Defects in the prostaglandin-system--heredity, prevalence and vascular risk analysis.

2180 healthy adults, 620 patients (90% with cardiovascular disease, 10% others), 143 newborns and 351 relatives of persons in whom any abnormality of the prostaglandin (PG)-system had been discovered were involved in the Viennese Initiative for Prostaglandin (VIP)-Screening from 1984 through May 1989. The defects discovered were either inborn or acquired ones and were either familial or non-familial. The highest number of defects (54.8% of the total) identified were associated with PGI2. They indicated a lack of the PGI2-synthesis stimulating plasma factor (PF)-activity (n = 17) and PGI2-stabilizing capacity in plasma (defect 'Vienna-Döbling', n = 4, 12.9% of total), absence of high-affinity PGI2-binding sites on platelet membranes and lack of response of platelets to PGI2 (defect 'Vienna-Hietzing', n = 2, 6.5% of total). Furthermore, a lack of cyclooxygenase (n = 2, 6.5% of total), 12-lipoxygenase (defect 'Vienna-Penzing', n = 3, 9.7% of total) and thromboxane synthetase (n = 3, 9.7% of total) activities were diagnosed. In newborn screening, the PF-absence amounted to 2.8% (4/143), the lack of PGI2-stabilizing capacity to 0.7% (1/143).

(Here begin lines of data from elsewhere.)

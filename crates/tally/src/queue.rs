//! Unbounded FIFO of pending usage records.
//!
//! Producers are request handlers calling [`UsageQueue::enqueue`]; the
//! drainer is the sole consumer. `outstanding` counts queued plus
//! in-flight records, so [`UsageQueue::wait_empty`] only returns once the
//! drainer has acked everything it pulled, not merely once the deque is
//! empty.
//!
//! The queue is deliberately unbounded to match the agent's observable
//! behavior: `enqueue` never fails and `report` never blocks. Prolonged
//! disconnection therefore grows memory without bound; callers who care
//! can watch `len()` and call `drain()`.

use std::collections::VecDeque;
use std::sync::atomic::{AtomicU64, AtomicUsize, Ordering};
use std::sync::{Mutex, PoisonError};
use std::time::Duration;

use tallyproto::UsageRecord;
use tokio::sync::Notify;

#[derive(Debug, Default)]
pub struct UsageQueue {
    records: Mutex<VecDeque<UsageRecord>>,
    /// Queued + in-flight records.
    outstanding: AtomicUsize,
    /// Records delivered over the queue's lifetime.
    delivered: AtomicU64,
    /// Publish attempts that failed and sent a record back to the queue.
    failed_publishes: AtomicU64,
    /// Signalled on enqueue, for the waiting consumer.
    ready: Notify,
    /// Signalled when `outstanding` hits zero, for `wait_empty` waiters.
    settled: Notify,
}

impl UsageQueue {
    pub fn new() -> Self {
        Self::default()
    }

    /// Non-blocking; never fails.
    pub fn enqueue(&self, record: UsageRecord) {
        let mut records = self
            .records
            .lock()
            .unwrap_or_else(PoisonError::into_inner);
        records.push_back(record);
        drop(records);
        self.outstanding.fetch_add(1, Ordering::SeqCst);
        self.ready.notify_one();
    }

    /// Return a record the drainer could not deliver. Keeps its
    /// outstanding slot and goes to the front so the retry happens first;
    /// FIFO order across re-enqueues is not guaranteed.
    pub fn requeue(&self, record: UsageRecord) {
        let mut records = self
            .records
            .lock()
            .unwrap_or_else(PoisonError::into_inner);
        records.push_front(record);
        drop(records);
        self.ready.notify_one();
    }

    /// Count a publish attempt that failed.
    pub fn record_publish_failure(&self) {
        self.failed_publishes.fetch_add(1, Ordering::SeqCst);
    }

    /// Pull the next record, waiting up to `timeout`. Drainer-only. The
    /// record stays counted as outstanding until [`UsageQueue::ack`].
    pub async fn dequeue_timeout(&self, timeout: Duration) -> Option<UsageRecord> {
        let deadline = tokio::time::Instant::now() + timeout;
        loop {
            let notified = self.ready.notified();
            if let Some(record) = self.pop() {
                return Some(record);
            }
            if tokio::time::timeout_at(deadline, notified).await.is_err() {
                return self.pop();
            }
        }
    }

    fn pop(&self) -> Option<UsageRecord> {
        self.records
            .lock()
            .unwrap_or_else(PoisonError::into_inner)
            .pop_front()
    }

    /// Mark one in-flight record delivered.
    pub fn ack(&self) {
        self.delivered.fetch_add(1, Ordering::SeqCst);
        self.settle_one();
    }

    /// Drop one in-flight record without counting it as delivered.
    pub fn discard(&self) {
        self.settle_one();
    }

    fn settle_one(&self) {
        let previous = self.outstanding.fetch_sub(1, Ordering::SeqCst);
        debug_assert!(previous > 0, "settle without an outstanding record");
        if previous == 1 {
            self.settled.notify_waiters();
        }
    }

    /// Records delivered so far.
    pub fn delivered(&self) -> u64 {
        self.delivered.load(Ordering::SeqCst)
    }

    /// Failed publish attempts so far.
    pub fn failed_publishes(&self) -> u64 {
        self.failed_publishes.load(Ordering::SeqCst)
    }

    /// Records currently queued (excludes the one the drainer holds).
    pub fn len(&self) -> usize {
        self.records
            .lock()
            .unwrap_or_else(PoisonError::into_inner)
            .len()
    }

    /// True when nothing is queued or in flight.
    pub fn is_empty(&self) -> bool {
        self.outstanding.load(Ordering::SeqCst) == 0
    }

    /// Administrative clear. Returns how many queued records were dropped.
    pub fn drain(&self) -> usize {
        let mut records = self
            .records
            .lock()
            .unwrap_or_else(PoisonError::into_inner);
        let dropped = records.len();
        records.clear();
        drop(records);
        if dropped > 0 {
            let previous = self.outstanding.fetch_sub(dropped, Ordering::SeqCst);
            if previous == dropped {
                self.settled.notify_waiters();
            }
        }
        dropped
    }

    /// Block until no outstanding records remain or `timeout` elapses.
    /// Returns false on timeout without cancelling drainer work.
    pub async fn wait_empty(&self, timeout: Duration) -> bool {
        let deadline = tokio::time::Instant::now() + timeout;
        loop {
            let settled = self.settled.notified();
            if self.is_empty() {
                return true;
            }
            if tokio::time::timeout_at(deadline, settled).await.is_err() {
                return self.is_empty();
            }
        }
    }
}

In adults, the prevalence is difficult to assess. Nevertheless, our findings indicate a frequency of 0.93% (26/2800) of defects in the PG-system among the adult Viennese population. The lack of PF-activity seems to be by far the most frequent one (0.46%, 13/2800). Other defects are much less common. It is not clear whether the incidence in healthy subjects or in patients with cardiovascular disease is different from each other. Further, it remains to be assessed whether there is a causative relation to vascular events or just an association. More intensive screening activities should validate the diagnostic, pathogenetic and therapeutic impact of the various defects in the PG-system.